Vermont Supreme Court Supports Rights of Homosexual Couples

July 7, 2008 - 8:02 PM

(CNSNews.com) - Homosexual couples must be granted the same benefits and protections given heterosexual married couples, the Vermont Supreme Court ruled on Monday. The ruling was described as the first of its kind in the nation.

According to wire service reports, the court said the Legislature will determine whether such benefits will come through formal marriage or a system of domestic partnerships.

"We hold that the state is constitutionally required to extend to same-sex couples the common benefits and protections that flow from marriage under Vermont law,'' the justices said.

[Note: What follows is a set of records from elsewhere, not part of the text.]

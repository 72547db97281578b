//! Money bounds and overflow-checked arithmetic.
//!
//! Amounts carry at most two decimal places. Prices, budgets and expenses
//! fit in 10 digits; balances, trade totals and goals in 12.

use rust_decimal::Decimal;

use super::error::PaisaError;

pub const MONEY_SCALE: u32 = 2;
pub const AMOUNT_DIGITS: u32 = 10;
pub const BALANCE_DIGITS: u32 = 12;

/// Reject amounts with more than two decimal places or more than
/// `max_digits` digits in total.
pub fn check_money(field: &str, value: Decimal, max_digits: u32) -> Result<(), PaisaError> {
    if value.normalize().scale() > MONEY_SCALE {
        return Err(PaisaError::validation(
            field,
            format!("must have at most {MONEY_SCALE} decimal places"),
        ));
    }
    let limit = Decimal::from(10_i64.pow(max_digits - MONEY_SCALE));
    if value.abs() >= limit {
        return Err(PaisaError::validation(
            field,
            format!("must be less than {limit}"),
        ));
    }
    Ok(())
}

fn out_of_range() -> PaisaError {
    PaisaError::InvalidAmount {
        reason: "amount is out of range".into(),
    }
}

pub fn add(a: Decimal, b: Decimal) -> Result<Decimal, PaisaError> {
    a.checked_add(b).ok_or_else(out_of_range)
}

pub fn sub(a: Decimal, b: Decimal) -> Result<Decimal, PaisaError> {
    a.checked_sub(b).ok_or_else(out_of_range)
}

pub fn mul(a: Decimal, b: Decimal) -> Result<Decimal, PaisaError> {
    a.checked_mul(b).ok_or_else(out_of_range)
}

pub fn div(a: Decimal, b: Decimal) -> Result<Decimal, PaisaError> {
    a.checked_div(b).ok_or_else(out_of_range)
}

pub fn sum<I>(values: I) -> Result<Decimal, PaisaError>
where
    I: IntoIterator<Item = Decimal>,
{
    values.into_iter().try_fold(Decimal::ZERO, add)
}

/// `part / whole × 100` to two places, 0 when `whole` is not positive.
pub fn percent(part: Decimal, whole: Decimal) -> Result<Decimal, PaisaError> {
    if whole <= Decimal::ZERO {
        return Ok(Decimal::ZERO);
    }
    Ok(mul(div(part, whole)?, Decimal::ONE_HUNDRED)?.round_dp(2))
}
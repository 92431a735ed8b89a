//! Test stores — in-memory and always-failing `EventStore` implementations.

use std::collections::HashMap;
use std::sync::Mutex;

use async_trait::async_trait;
use chrono::{DateTime, Utc};
use uuid::Uuid;

use taskline_core::envelope::EventEnvelope;
use taskline_core::error::EventStoreError;
use taskline_core::event::EventMetadata;
use taskline_core::search::SearchCriteria;
use taskline_core::snapshot::SnapshotRecord;
use taskline_core::store::{EventQuery, EventStore, ExpectedVersion, SnapshotStore, StoredEvent};
use taskline_core::stream::EventStream;

#[derive(Debug, Default)]
struct Inner {
    events: Vec<StoredEvent>,
    snapshots: HashMap<String, SnapshotRecord>,
}

impl Inner {
    fn stream_version(&self, stream_name: &str) -> i64 {
        self.events
            .iter()
            .filter(|e| e.stream_name == stream_name)
            .map(|e| e.version)
            .max()
            .unwrap_or(0)
    }

    fn matching(&self, criteria: &SearchCriteria) -> Vec<StoredEvent> {
        let mut records: Vec<StoredEvent> = self
            .events
            .iter()
            .filter(|e| {
                criteria
                    .stream_name
                    .as_ref()
                    .is_none_or(|name| &e.stream_name == name)
                    && criteria
                        .event_type
                        .as_ref()
                        .is_none_or(|tag| &e.event_type == tag)
                    && criteria
                        .aggregate_type
                        .as_ref()
                        .is_none_or(|agg| e.stream_name.starts_with(&format!("{agg}-")))
                    && criteria.correlation_id.is_none_or(|correlation| {
                        e.metadata
                            .as_ref()
                            .is_some_and(|m| m.correlation_id == correlation)
                    })
                    && criteria.occurred_from.is_none_or(|from| e.occurred_at >= from)
                    && criteria.occurred_to.is_none_or(|to| e.occurred_at <= to)
            })
            .cloned()
            .collect();

        records.sort_by(|a, b| {
            (a.occurred_at, &a.stream_name, a.version)
                .cmp(&(b.occurred_at, &b.stream_name, b.version))
        });

        if criteria.is_paginated() {
            let skip = criteria.skip.unwrap_or(0) as usize;
            let take = criteria.take.map_or(usize::MAX, |take| take as usize);
            records = records.into_iter().skip(skip).take(take).collect();
        }
        records
    }
}

/// An in-memory event store with the same observable semantics as the
/// SQLite backend: optimistic concurrency, atomic batches, snapshot
/// replacement, and the grouped query paths.
#[derive(Debug, Default)]
pub struct MemoryEventStore {
    inner: Mutex<Inner>,
}

impl MemoryEventStore {
    /// Creates an empty store.
    #[must_use]
    pub fn new() -> Self {
        Self::default()
    }

    /// Returns a snapshot of every stored event, in append order.
    ///
    /// # Panics
    ///
    /// Panics if the internal mutex is poisoned.
    #[must_use]
    pub fn stored_events(&self) -> Vec<StoredEvent> {
        self.inner.lock().unwrap().events.clone()
    }
}

#[async_trait]
impl EventStore for MemoryEventStore {
    async fn append_events(
        &self,
        stream_name: &str,
        envelopes: &[EventEnvelope],
        expected: ExpectedVersion,
    ) -> Result<(), EventStoreError> {
        if envelopes.is_empty() {
            return Ok(());
        }

        let mut inner = self.inner.lock().unwrap();
        let current = inner.stream_version(stream_name);

        if let ExpectedVersion::Exact(expected) = expected {
            if current != expected {
                return Err(EventStoreError::ConcurrencyConflict {
                    stream_name: stream_name.to_owned(),
                    expected,
                    actual: current,
                });
            }
        }

        let mut version = current;
        for envelope in envelopes {
            version += 1;
            inner
                .events
                .push(StoredEvent::from_envelope(envelope, stream_name, version));
        }
        Ok(())
    }

    async fn stream_version(&self, stream_name: &str) -> Result<i64, EventStoreError> {
        Ok(self.inner.lock().unwrap().stream_version(stream_name))
    }

    async fn last_event_number(&self) -> Result<i64, EventStoreError> {
        let inner = self.inner.lock().unwrap();
        Ok(inner
            .events
            .iter()
            .max_by_key(|e| (e.occurred_at, e.version))
            .map_or(0, |e| e.version))
    }

    async fn events(
        &self,
        stream_name: &str,
        from_version: i64,
    ) -> Result<EventStream, EventStoreError> {
        let inner = self.inner.lock().unwrap();
        let mut events: Vec<StoredEvent> = inner
            .events
            .iter()
            .filter(|e| e.stream_name == stream_name && e.version > from_version)
            .cloned()
            .collect();
        events.sort_by_key(|e| e.version);
        Ok(EventStream::new(stream_name, from_version, events))
    }
}

#[async_trait]
impl SnapshotStore for MemoryEventStore {
    async fn save_snapshot(&self, snapshot: SnapshotRecord) -> Result<(), EventStoreError> {
        self.inner
            .lock()
            .unwrap()
            .snapshots
            .insert(snapshot.stream_name.clone(), snapshot);
        Ok(())
    }

    async fn load_snapshot(
        &self,
        stream_name: &str,
    ) -> Result<Option<SnapshotRecord>, EventStoreError> {
        Ok(self.inner.lock().unwrap().snapshots.get(stream_name).cloned())
    }
}

#[async_trait]
impl EventQuery for MemoryEventStore {
    async fn events_by_type(
        &self,
        event_type: &str,
        from: Option<DateTime<Utc>>,
        to: Option<DateTime<Utc>>,
    ) -> Result<Vec<EventStream>, EventStoreError> {
        let criteria = SearchCriteria {
            event_type: Some(event_type.to_owned()),
            occurred_from: from,
            occurred_to: to,
            ..SearchCriteria::default()
        };
        let records = self.inner.lock().unwrap().matching(&criteria);
        Ok(EventStream::group_by_stream(records))
    }

    async fn events_by_aggregate(
        &self,
        aggregate_type: &str,
        from: Option<DateTime<Utc>>,
        to: Option<DateTime<Utc>>,
    ) -> Result<Vec<EventStream>, EventStoreError> {
        let criteria = SearchCriteria {
            aggregate_type: Some(aggregate_type.to_owned()),
            occurred_from: from,
            occurred_to: to,
            ..SearchCriteria::default()
        };
        let records = self.inner.lock().unwrap().matching(&criteria);
        Ok(EventStream::group_by_stream(records))
    }

    async fn all_events(
        &self,
        from: Option<DateTime<Utc>>,
        to: Option<DateTime<Utc>>,
    ) -> Result<Vec<StoredEvent>, EventStoreError> {
        let criteria = SearchCriteria {
            occurred_from: from,
            occurred_to: to,
            ..SearchCriteria::default()
        };
        Ok(self.inner.lock().unwrap().matching(&criteria))
    }

    async fn search_events(
        &self,
        criteria: &SearchCriteria,
    ) -> Result<Vec<EventStream>, EventStoreError> {
        let records = self.inner.lock().unwrap().matching(criteria);
        Ok(EventStream::group_by_stream(records))
    }

    async fn event_metadata(
        &self,
        event_id: Uuid,
    ) -> Result<Option<EventMetadata>, EventStoreError> {
        let inner = self.inner.lock().unwrap();
        Ok(inner
            .events
            .iter()
            .find(|e| e.event_id == event_id)
            .and_then(|e| e.metadata.clone()))
    }
}

/// An event store that always returns a storage error. Useful for testing
/// error-handling paths.
#[derive(Debug, Default)]
pub struct FailingEventStore;

impl FailingEventStore {
    fn error() -> EventStoreError {
        EventStoreError::Storage("connection refused".into())
    }
}

#[async_trait]
impl EventStore for FailingEventStore {
    async fn append_events(
        &self,
        _stream_name: &str,
        _envelopes: &[EventEnvelope],
        _expected: ExpectedVersion,
    ) -> Result<(), EventStoreError> {
        Err(Self::error())
    }

    async fn stream_version(&self, _stream_name: &str) -> Result<i64, EventStoreError> {
        Err(Self::error())
    }

    async fn last_event_number(&self) -> Result<i64, EventStoreError> {
        Err(Self::error())
    }

    async fn events(
        &self,
        _stream_name: &str,
        _from_version: i64,
    ) -> Result<EventStream, EventStoreError> {
        Err(Self::error())
    }
}

#[async_trait]
impl SnapshotStore for FailingEventStore {
    async fn save_snapshot(&self, _snapshot: SnapshotRecord) -> Result<(), EventStoreError> {
        Err(Self::error())
    }

    async fn load_snapshot(
        &self,
        _stream_name: &str,
    ) -> Result<Option<SnapshotRecord>, EventStoreError> {
        Err(Self::error())
    }
}

#[async_trait]
impl EventQuery for FailingEventStore {
    async fn events_by_type(
        &self,
        _event_type: &str,
        _from: Option<DateTime<Utc>>,
        _to: Option<DateTime<Utc>>,
    ) -> Result<Vec<EventStream>, EventStoreError> {
        Err(Self::error())
    }

    async fn events_by_aggregate(
        &self,
        _aggregate_type: &str,
        _from: Option<DateTime<Utc>>,
        _to: Option<DateTime<Utc>>,
    ) -> Result<Vec<EventStream>, EventStoreError> {
        Err(Self::error())
    }

    async fn all_events(
        &self,
        _from: Option<DateTime<Utc>>,
        _to: Option<DateTime<Utc>>,
    ) -> Result<Vec<StoredEvent>, EventStoreError> {
        Err(Self::error())
    }

    async fn search_events(
        &self,
        _criteria: &SearchCriteria,
    ) -> Result<Vec<EventStream>, EventStoreError> {
        Err(Self::error())
    }

    async fn event_metadata(
        &self,
        _event_id: Uuid,
    ) -> Result<Option<EventMetadata>, EventStoreError> {
        Err(Self::error())
    }
}
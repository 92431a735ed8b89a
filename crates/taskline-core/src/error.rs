//! Event store error types.

use thiserror::Error;

/// Top-level error type for event store operations.
#[derive(Debug, Error)]
pub enum EventStoreError {
    /// Optimistic concurrency conflict on append.
    #[error(
        "concurrency conflict on stream {stream_name}: expected version {expected}, found {actual}"
    )]
    ConcurrencyConflict {
        /// The stream that had the conflict.
        stream_name: String,
        /// The version the writer expected.
        expected: i64,
        /// The version actually found.
        actual: i64,
    },

    /// A payload, metadata record, or snapshot could not be encoded or
    /// decoded. Fatal on the write path; the read path skips the offending
    /// item instead of raising this.
    #[error("serialization error: {0}")]
    Serialization(String),

    /// A lower-level storage error, propagated unchanged.
    #[error("storage error: {0}")]
    Storage(String),
}

impl From<serde_json::Error> for EventStoreError {
    fn from(e: serde_json::Error) -> Self {
        EventStoreError::Serialization(e.to_string())
    }
}
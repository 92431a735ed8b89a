//! Shared test helpers for event store integration tests.
#![allow(dead_code)]

use std::collections::BTreeMap;

use chrono::{DateTime, TimeZone, Utc};
use uuid::Uuid;

use taskline_core::envelope::EventEnvelope;
use taskline_core::event::EventMetadata;
use taskline_event_store::SqliteEventStore;

/// Fresh in-memory store with the schema applied.
pub async fn store() -> SqliteEventStore {
    SqliteEventStore::in_memory()
        .await
        .expect("in-memory store should open")
}

/// Deterministic timestamp `second`s into the test's fixed minute.
pub fn at(second: u32) -> DateTime<Utc> {
    Utc.with_ymd_and_hms(2026, 1, 15, 10, 0, second).unwrap()
}

/// Envelope with the given type tag, a payload carrying the tag, and fully
/// populated metadata.
pub fn envelope(event_type: &str, occurred_at: DateTime<Utc>) -> EventEnvelope {
    envelope_with_payload(event_type, serde_json::json!({"tag": event_type}), occurred_at)
}

/// Envelope with an explicit payload.
pub fn envelope_with_payload(
    event_type: &str,
    payload: serde_json::Value,
    occurred_at: DateTime<Utc>,
) -> EventEnvelope {
    let event_id = Uuid::new_v4();
    EventEnvelope {
        event_id,
        event_type: event_type.to_owned(),
        payload,
        metadata: EventMetadata {
            event_id,
            user_id: "alice".to_owned(),
            correlation_id: Uuid::new_v4(),
            causation_id: None,
            additional: BTreeMap::new(),
            occurred_at,
        },
        occurred_at,
    }
}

Whatever marriage or domestic partnership system is chosen by the Legislature, the court said, "must conform with the constitutional imperative to afford all Vermonters the common benefit, protection, and security of the law.''

Jennifer Levi, a lawyer at Gay & Lesbian Advocates and Defenders in Boston, who worked as co-counsel on the Vermont case, said that "what the court seems to be saying is that our families can't be denied the full range of protections that come along with civil marriage.''

Jay Sekulow, chief counsel for the American Center for Law and Justice, which filed arguments opposing gay marriage, said the court "left open the possibility that we will see a marriage statute in Vermont that will impact this kind of arrangement or this kind of relationship.''

"This is the first appellate court that has said there is a state constitutional right for same-sex marriage,'' Sekulow said.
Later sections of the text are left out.